Мозаика жизни
От белизны кафельной плитки, никелированного сияния хирургического столика, простыней и белых халатов, приготовленного инструмента, приборов контроля и даже специальной бестеневой лампы — от всего веяло холодом и тревогой. Побывавшие в операционной навсегда запоминают это ни с чем не сравнимое леденящее чувство, когда человек превращается в живой «конструктор«, который вначале раскручивают беспристрастные руки в перчатках, чтобы разобраться в поломке, а затем собирают воедино. Такие же холодные, лишенные эмоциональной окраски, и слова здесь звучат: «Зажим, скальпель, ранорасширитель, набор инструментов для скелетного вытяжения…»
На столе — мужчина с множественными переломами лодыжек и вывихом стопы. Чтоб пациенту долго не маяться в больничной палате на вытяжке, было решено провести недавно освоенный вид операции — внутрикостный остеосинтез. У столика — хирургическая бригада, действия которой неспешны и просчитаны. Все подчиняются коротким командам оперирующего доктора — Давида Степаняна. Анестезист следит за дозированной подачей наркоза, анестезиолог посматривает на приборы…
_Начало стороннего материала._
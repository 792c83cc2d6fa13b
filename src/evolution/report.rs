//! Per-generation bookkeeping handed back to callers and observers.

use crate::evolution::operator::GeneticOperator;
use crate::expression::Expression;

/// What happened while one generation was being filled.
#[cfg_attr(feature = "serde", derive(serde::Serialize, serde::Deserialize))]
#[derive(Debug, Clone, Default, PartialEq, Eq)]
pub struct GenerationReport {
    /// Generation number of the population this report produced.
    pub generation: usize,
    /// Forced copies of the previous best.
    pub elites: usize,
    pub crossovers: usize,
    pub cs_crossovers: usize,
    pub mutations: usize,
    pub replications: usize,
    /// Operator attempts dropped because of an invalid evaluation.
    pub skipped: usize,
}

impl GenerationReport {
    pub fn new(generation: usize) -> Self {
        Self {
            generation,
            ..Self::default()
        }
    }

    pub fn record(&mut self, operator: GeneticOperator) {
        *self.counter(operator) += 1;
    }

    pub fn count(&self, operator: GeneticOperator) -> usize {
        match operator {
            GeneticOperator::Crossover => self.crossovers,
            GeneticOperator::ContextSensitiveCrossover => self.cs_crossovers,
            GeneticOperator::Mutation => self.mutations,
            GeneticOperator::Replication => self.replications,
        }
    }

    /// Successful operator applications, elitism excluded.
    pub fn applied(&self) -> usize {
        self.crossovers + self.cs_crossovers + self.mutations + self.replications
    }

    fn counter(&mut self, operator: GeneticOperator) -> &mut usize {
        match operator {
            GeneticOperator::Crossover => &mut self.crossovers,
            GeneticOperator::ContextSensitiveCrossover => &mut self.cs_crossovers,
            GeneticOperator::Mutation => &mut self.mutations,
            GeneticOperator::Replication => &mut self.replications,
        }
    }
}

/// A snapshot of a freshly scored generation.
#[cfg_attr(feature = "serde", derive(serde::Serialize, serde::Deserialize))]
#[derive(Debug, Clone, PartialEq)]
pub struct GenerationSummary {
    pub generation: usize,
    pub best_expression: Expression,
    pub best_raw_fitness: f64,
    pub best_hits: usize,
    pub case_count: usize,
    pub average_adjusted_fitness: f64,
    pub average_depth: f64,
    pub deepest_depth: usize,
    /// `None` for the initial generation.
    pub report: Option<GenerationReport>,
}
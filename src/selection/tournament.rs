//! # TournamentSelection
//!
//! Draws `tournament_size` members uniformly at random with replacement and returns
//! the one with the highest adjusted fitness. Ties go to the participant drawn
//! first.
//!
//! A tournament of size 1 is uniform random selection; larger tournaments increase
//! the selection pressure.
//!
//! ## Example
//!
//! ```rust
//! use genprog::selection::TournamentSelection;
//!
//! let selection = TournamentSelection::new(3).unwrap();
//! assert_eq!(selection.tournament_size(), 3);
//! assert!(TournamentSelection::new(0).is_err());
//! ```

use crate::error::{GpError, Result};
use crate::evolution::stats::PopulationStats;
use crate::individual::Individual;
use crate::rng::RandomNumberGenerator;
use crate::selection::selection_strategy::SelectionStrategy;

#[cfg_attr(feature = "serde", derive(serde::Serialize, serde::Deserialize))]
#[derive(Debug, Clone)]
pub struct TournamentSelection {
    tournament_size: usize,
}

impl TournamentSelection {
    /// Creates a new TournamentSelection strategy with the specified tournament size.
    ///
    /// # Errors
    ///
    /// Returns `GpError::Configuration` if `tournament_size` is 0.
    pub fn new(tournament_size: usize) -> Result<Self> {
        if tournament_size < 1 {
            return Err(GpError::Configuration(
                "Tournament size must be at least 1".to_string(),
            ));
        }
        Ok(Self { tournament_size })
    }

    pub fn tournament_size(&self) -> usize {
        self.tournament_size
    }

    /// Runs a single tournament and returns the winner together with every participant drawn.
    fn run_tournament(
        &self,
        members: &[Individual],
        rng: &mut RandomNumberGenerator,
    ) -> Result<(usize, Vec<usize>)> {
        let mut participants = Vec::with_capacity(self.tournament_size);
        for _ in 0..self.tournament_size {
            participants.push(rng.index(members.len())?);
        }

        let mut best_idx = participants[0];
        let mut best_fitness = members[best_idx].adjusted_fitness()?;
        for &idx in &participants[1..] {
            let current_fitness = members[idx].adjusted_fitness()?;
            if current_fitness > best_fitness {
                best_idx = idx;
                best_fitness = current_fitness;
            }
        }

        Ok((best_idx, participants))
    }
}

impl Default for TournamentSelection {
    fn default() -> Self {
        Self { tournament_size: 2 }
    }
}

impl SelectionStrategy for TournamentSelection {
    fn select(
        &self,
        members: &[Individual],
        _stats: &PopulationStats,
        rng: &mut RandomNumberGenerator,
    ) -> Result<usize> {
        if members.is_empty() {
            return Err(GpError::EmptyPopulation);
        }
        let (winner, _) = self.run_tournament(members, rng)?;
        Ok(winner)
    }
}
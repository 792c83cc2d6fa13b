//! # Persistence
//!
//! Reading and writing the plain-text artifacts of a run.
//!
//! Inputs and outputs files hold one comma-separated numeric vector per line;
//! blank lines are skipped and an outputs file contributes its first column. A
//! vocabulary file has exactly three lines: terminals, one-argument functions and
//! two-argument functions, each comma separated (a line may be empty).
//!
//! A run named `name` writes into its output directory:
//!
//! - `name-sol.<ext>`: the winning expression followed by a newline.
//! - `name-gen.<ext>`: one expression per line, in population order.
//! - `name-stats.csv`: `adjustedFitness,rawFitness` per member, in the same order.
//!
//! ## Example
//!
//! ```rust
//! use genprog::persistence;
//!
//! let vectors = persistence::parse_vectors("0,1\n\n2,3\n").unwrap();
//! assert_eq!(vectors, vec![vec![0.0, 1.0], vec![2.0, 3.0]]);
//! ```

use std::fs;
use std::io::{BufWriter, Write};
use std::path::{Path, PathBuf};

use tracing::debug;

use crate::error::{GpError, Result, ResultExt};
use crate::individual::Individual;
use crate::vocabulary::Vocabulary;

/// Parses comma-separated numeric vectors, one per non-blank line.
pub fn parse_vectors(text: &str) -> Result<Vec<Vec<f64>>> {
    text.lines()
        .enumerate()
        .filter(|(_, line)| !line.trim().is_empty())
        .map(|(number, line)| {
            line.split(',')
                .map(|value| {
                    value.trim().parse::<f64>().map_err(|_| {
                        GpError::Parse(format!(
                            "Line {}: '{}' is not a number",
                            number + 1,
                            value.trim()
                        ))
                    })
                })
                .collect()
        })
        .collect()
}

/// Reads an inputs file.
pub fn read_vectors(path: impl AsRef<Path>) -> Result<Vec<Vec<f64>>> {
    let path = path.as_ref();
    let text = fs::read_to_string(path).context(format!("Failed to read {}", path.display()))?;
    parse_vectors(&text)
}

/// Reads an outputs file, keeping the first column of every vector.
pub fn read_outputs(path: impl AsRef<Path>) -> Result<Vec<f64>> {
    Ok(read_vectors(path)?
        .into_iter()
        .filter_map(|vector| vector.first().copied())
        .collect())
}

/// Parses the three lines of a vocabulary file.
///
/// # Errors
///
/// Returns `GpError::Parse` unless there are exactly three lines, ignoring
/// trailing blank lines.
pub fn parse_vocabulary(text: &str) -> Result<Vocabulary> {
    let mut lines: Vec<&str> = text.lines().collect();
    while lines.len() > 3 && lines.last().is_some_and(|line| line.trim().is_empty()) {
        lines.pop();
    }
    match lines.as_slice() {
        [terminals, one_arg, two_arg] => Ok(Vocabulary::from_lists(terminals, one_arg, two_arg)),
        _ => Err(GpError::Parse(format!(
            "A vocabulary file has exactly 3 lines, found {}",
            lines.len()
        ))),
    }
}

pub fn read_vocabulary(path: impl AsRef<Path>) -> Result<Vocabulary> {
    let path = path.as_ref();
    let text = fs::read_to_string(path).context(format!("Failed to read {}", path.display()))?;
    parse_vocabulary(&text)
}

/// Reads definitions to be loaded into the engine session.
pub fn read_definitions(path: impl AsRef<Path>) -> Result<String> {
    let path = path.as_ref();
    fs::read_to_string(path).context(format!("Failed to read {}", path.display()))
}

pub fn solution_path(dir: &Path, run_name: &str, extension: &str) -> PathBuf {
    dir.join(format!("{}-sol.{}", run_name, extension))
}

pub fn generation_path(dir: &Path, run_name: &str, extension: &str) -> PathBuf {
    dir.join(format!("{}-gen.{}", run_name, extension))
}

pub fn stats_path(dir: &Path, run_name: &str) -> PathBuf {
    dir.join(format!("{}-stats.csv", run_name))
}

/// Writes the solution file.
pub fn write_solution(path: &Path, solution: &Individual) -> Result<()> {
    ensure_parent(path)?;
    fs::write(path, format!("{}\n", solution.expression()))?;
    debug!(path = %path.display(), "Solution written");
    Ok(())
}

/// Writes one expression per line.
pub fn write_generation(path: &Path, members: &[Individual]) -> Result<()> {
    ensure_parent(path)?;
    let mut writer = BufWriter::new(fs::File::create(path)?);
    for member in members {
        writeln!(writer, "{}", member.expression())?;
    }
    writer.flush()?;
    Ok(())
}

/// Writes `adjustedFitness,rawFitness` for every member.
///
/// # Errors
///
/// Returns `GpError::IllegalState` if a member is unscored.
pub fn write_stats(path: &Path, members: &[Individual]) -> Result<()> {
    ensure_parent(path)?;
    let mut writer = BufWriter::new(fs::File::create(path)?);
    for member in members {
        let adjusted = member.adjusted_fitness()?;
        let raw = member.raw_fitness().unwrap_or_default();
        writeln!(writer, "{},{}", adjusted, raw)?;
    }
    writer.flush()?;
    Ok(())
}

/// Parses a generation dump, stopping at the first blank line.
pub fn parse_generation(text: &str) -> Vec<Individual> {
    text.lines()
        .take_while(|line| !line.trim().is_empty())
        .map(|line| Individual::new(line.trim_end()))
        .collect()
}

pub fn read_generation(path: impl AsRef<Path>) -> Result<Vec<Individual>> {
    let path = path.as_ref();
    let text = fs::read_to_string(path).context(format!("Failed to read {}", path.display()))?;
    Ok(parse_generation(&text))
}

fn ensure_parent(path: &Path) -> Result<()> {
    if let Some(parent) = path.parent() {
        if !parent.as_os_str().is_empty() {
            fs::create_dir_all(parent)?;
        }
    }
    Ok(())
}

#[cfg(test)]
mod tests {
    use super::*;

    #[test]
    fn test_parse_vectors_rejects_garbage() {
        assert!(matches!(
            parse_vectors("1,2\n3,x\n"),
            Err(GpError::Parse(_))
        ));
    }

    #[test]
    fn test_parse_vocabulary_with_empty_line() {
        let vocab = parse_vocabulary("INPUT1,CONSTANT-SYNTHESIS\n\n+,-,*\n\n").unwrap();
        assert_eq!(vocab.terminals(), ["INPUT1", "CONSTANT-SYNTHESIS"]);
        assert!(vocab.one_arg_functions().is_empty());
        assert_eq!(vocab.two_arg_functions(), ["+", "-", "*"]);
    }

    #[test]
    fn test_parse_vocabulary_line_count() {
        assert!(matches!(parse_vocabulary("X\nsin\n"), Err(GpError::Parse(_))));
        assert!(matches!(
            parse_vocabulary("X\nsin\n+\nextra\n"),
            Err(GpError::Parse(_))
        ));
    }

    #[test]
    fn test_parse_generation_stops_at_blank_line() {
        let members = parse_generation("(+ X 1)\nX\n\n(ignored)\n");
        assert_eq!(members.len(), 2);
        assert_eq!(members[1].expression().as_str(), "X");
        assert!(!members[0].is_scored());
    }

    #[test]
    fn test_artifact_names() {
        let dir = Path::new("output");
        assert_eq!(solution_path(dir, "quad", "lsp"), Path::new("output/quad-sol.lsp"));
        assert_eq!(generation_path(dir, "quad", "lsp"), Path::new("output/quad-gen.lsp"));
        assert_eq!(stats_path(dir, "quad"), Path::new("output/quad-stats.csv"));
    }
}
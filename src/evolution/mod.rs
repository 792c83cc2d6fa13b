pub mod builder;
pub mod observer;
pub mod operator;
pub mod options;
pub mod population;
pub mod report;
pub mod stats;

pub use builder::PopulationBuilder;
pub use observer::{NoopObserver, PopulationObserver, TracingObserver};
pub use operator::GeneticOperator;
pub use options::{LogLevel, OperatorProbabilities, RunConfig, RunConfigBuilder};
pub use population::{BreedOutcome, Population, PopulationState};
pub use report::{GenerationReport, GenerationSummary};
pub use stats::PopulationStats;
Инструменты в руках врача сменяют друг друга. Тишину нарушают то металлический скрежет, то шум дрели, сверлящей кости…
Второй час операции на исходе. «Рентген», — раздается наконец в операционной. Медсестра приглашает врача-рентгенолога, который делает снимок лодыжек. Контуры костей сравниваются с первоначальным изображением на предоперационных снимках. Убедившись, что все выполнено правильно, доктор приступает к наложению швов, ассистент помогает. Через четверть часа хирург расправляет плечи и сообщает об окончании…
Пока операционная готовится к приему следующего пациента, беседуем с Давидом Окоповичем.
— Какие чувства испытываете после удачно проведенной операции?
— Усталость, — улыбается. — И, конечно, удовлетворение, когда видишь, как, например, здесь, что кости удачно прилегают, все сделано правильно. Но еще больше радуюсь, когда пациент выписывается из больницы практически здоровым.
— Бывает жалко больных?
— Они для нас только пациенты. В операционную не несем никаких эмоций. Иначе не сможем действовать правильно, может не хватить решительности и мужества.
— А если на столе знакомый или родной человек?
— Это исключено. В хирургии не принято оперировать близких: рука может дрогнуть в самый неподходящий момент. Зато из числа прооперированных и вылеченных многие впоследствии стали настоящими друзьями.
— Посещает чувство страха или беспомощности?
— Бояться хирург не должен ничего. Но он не всемогущий, бывают случаи, когда видим, что помочь уже не можем. Хотя за жизнь и здоровье боремся до конца по максимуму. И случается, что практически безнадежные пациенты выживают, если цепляются за жизнь всеми силами, помогая нам. Когда же больной опускает руки и не хочет бороться — с такими сложнее работать. Организм должен включить все свои резервные возможности, а мы — поможем ему.
— Сколько операций провели, на какие идете с большим желанием?
— Сложно сосчитать. Их сотни, все различной степени сложности. Травматологические мне ближе — в клинической ординатуре учусь по данному профилю.
— Есть ли специалист, который служит примером?
— Хирурги Минской областной больницы, что в Боровлянах. У них многому учусь. Там же участвую в операциях.
— Какие виды оперативной помощи еще хотите освоить?
— Всевозможные. Единственное, чего не хочу делать принципиально, — лишать жизни человека, даже если он еще не родился. На сегодня наиболее сложные операции, из числа освоенных нашим отделением, монополюстное эндопротезирование и остеосинтез.
…На этом разговор оборвался, так как доктор вновь поспешил в операционную, чтобы бороться за здоровье очередного пациента.
И так — изо дня в день: скальпель, зажим, зонд; обход, консультации, осмотры; раны, переломы, ожоги… Мозаика трудовых дней, сложенная из боли, крови, испытаний — во имя жизни и здоровья.